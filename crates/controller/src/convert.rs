//! Raw ADC → percent conversion for the recognized sensor channels.
//!
//! Soil moisture is inverted (a capacitive probe reads *higher* when the soil
//! is drier), water level is direct.  Out-of-range readings are clamped, never
//! rejected.

use serde_json::Value;
use thiserror::Error;

use crate::config::{Bounds, SoilCalibration};
use crate::mqtt::Channel;

#[derive(Debug, Error, PartialEq)]
pub enum ConversionError {
    #[error("value {0} is not numeric")]
    NotNumeric(String),
}

/// Map `raw` onto `[0, 100]` using the `low`/`high` calibration endpoints.
///
/// `raw` is clamped into `[min(low, high), max(low, high)]` first.  With
/// `invert` the percent falls as the raw value rises:
/// `(high - clamped) * 100 / (high - low)`; otherwise
/// `(clamped - low) * 100 / (high - low)`.  Rounded to one decimal.
pub fn to_percent(raw: f64, low: f64, high: f64, invert: bool) -> f64 {
    let range = high - low;
    if range == 0.0 {
        return 0.0; // zero-width calibration
    }
    let clamped = raw.clamp(low.min(high), low.max(high));
    let pct = if invert {
        (high - clamped) * 100.0 / range
    } else {
        (clamped - low) * 100.0 / range
    };
    round1(pct)
}

fn round1(v: f64) -> f64 {
    (v * 10.0).round() / 10.0
}

pub fn soil_percent(raw: f64, cal: &SoilCalibration) -> f64 {
    to_percent(raw, cal.wet as f64, cal.dry as f64, true)
}

pub fn water_percent(raw: f64, bounds: &Bounds) -> f64 {
    to_percent(raw, bounds.min as f64, bounds.max as f64, false)
}

/// Interpret a payload value as a number.  JSON numbers and numeric strings
/// are accepted.
pub fn numeric(value: &Value) -> Result<f64, ConversionError> {
    match value {
        Value::Number(n) => n
            .as_f64()
            .ok_or_else(|| ConversionError::NotNumeric(n.to_string())),
        Value::String(s) => s
            .trim()
            .parse::<f64>()
            .ok()
            .filter(|v| v.is_finite())
            .ok_or_else(|| ConversionError::NotNumeric(format!("{s:?}"))),
        other => Err(ConversionError::NotNumeric(other.to_string())),
    }
}

/// Normalize `raw` for `channel`.  `Ok(None)` for channels without a
/// conversion (their value is stored as received).
pub fn normalize(
    channel: &Channel,
    raw: &Value,
    soil: &SoilCalibration,
    water: &Bounds,
) -> Result<Option<f64>, ConversionError> {
    match channel {
        Channel::Moisture(_) => Ok(Some(soil_percent(numeric(raw)?, soil))),
        Channel::WaterLevel(_) => Ok(Some(water_percent(numeric(raw)?, water))),
        Channel::Other(_) => Ok(None),
    }
}

// ===========================================================================
// Tests
// ===========================================================================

Your goal>
The entries above are to be restated word for word.

Exercise solution>
filename crates/controller/src/convert.rs
//! Raw ADC → percent conversion for the recognized sensor channels.
//!
//! Soil moisture is inverted (a capacitive probe reads *higher* when the soil
//! is drier), water level is direct.  Out-of-range readings are clamped, never
//! rejected.

use serde_json::Value;
use thiserror::Error;

use crate::config::{Bounds, SoilCalibration};
use crate::mqtt::Channel;

#[derive(Debug, Error, PartialEq)]
pub enum ConversionError {
    #[error("value {0} is not numeric")]
    NotNumeric(String),
}

/// Map `raw` onto `[0, 100]` using the `low`/`high` calibration endpoints.
///
/// `raw` is clamped into `[min(low, high), max(low, high)]` first.  With
/// `invert` the percent falls as the raw value rises:
/// `(high - clamped) * 100 / (high - low)`; otherwise
/// `(clamped - low) * 100 / (high - low)`.  Rounded to one decimal.
pub fn to_percent(raw: f64, low: f64, high: f64, invert: bool) -> f64 {
    let range = high - low;
    if range == 0.0 {
        return 0.0; // zero-width calibration
    }
    let clamped = raw.clamp(low.min(high), low.max(high));
    let pct = if invert {
        (high - clamped) * 100.0 / range
    } else {
        (clamped - low) * 100.0 / range
    };
    round1(pct)
}

fn round1(v: f64) -> f64 {
    (v * 10.0).round() / 10.0
}

pub fn soil_percent(raw: f64, cal: &SoilCalibration) -> f64 {
    to_percent(raw, cal.wet as f64, cal.dry as f64, true)
}

pub fn water_percent(raw: f64, bounds: &Bounds) -> f64 {
    to_percent(raw, bounds.min as f64, bounds.max as f64, false)
}

/// Interpret a payload value as a number.  JSON numbers and numeric strings
/// are accepted.
pub fn numeric(value: &Value) -> Result<f64, ConversionError> {
    match value {
        Value::Number(n) => n
            .as_f64()
            .ok_or_else(|| ConversionError::NotNumeric(n.to_string())),
        Value::String(s) => s
            .trim()
            .parse::<f64>()
            .ok()
            .filter(|v| v.is_finite())
            .ok_or_else(|| ConversionError::NotNumeric(format!("{s:?}"))),
        other => Err(ConversionError::NotNumeric(other.to_string())),
    }
}

/// Normalize `raw` for `channel`.  `Ok(None)` for channels without a
/// conversion (their value is stored as received).
pub fn normalize(
    channel: &Channel,
    raw: &Value,
    soil: &SoilCalibration,
    water: &Bounds,
) -> Result<Option<f64>, ConversionError> {
    match channel {
        Channel::Moisture(_) => Ok(Some(soil_percent(numeric(raw)?, soil))),
        Channel::WaterLevel(_) => Ok(Some(water_percent(numeric(raw)?, water))),
        Channel::Other(_) => Ok(None),
    }
}

// ===========================================================================
// Tests
// ===========================================================================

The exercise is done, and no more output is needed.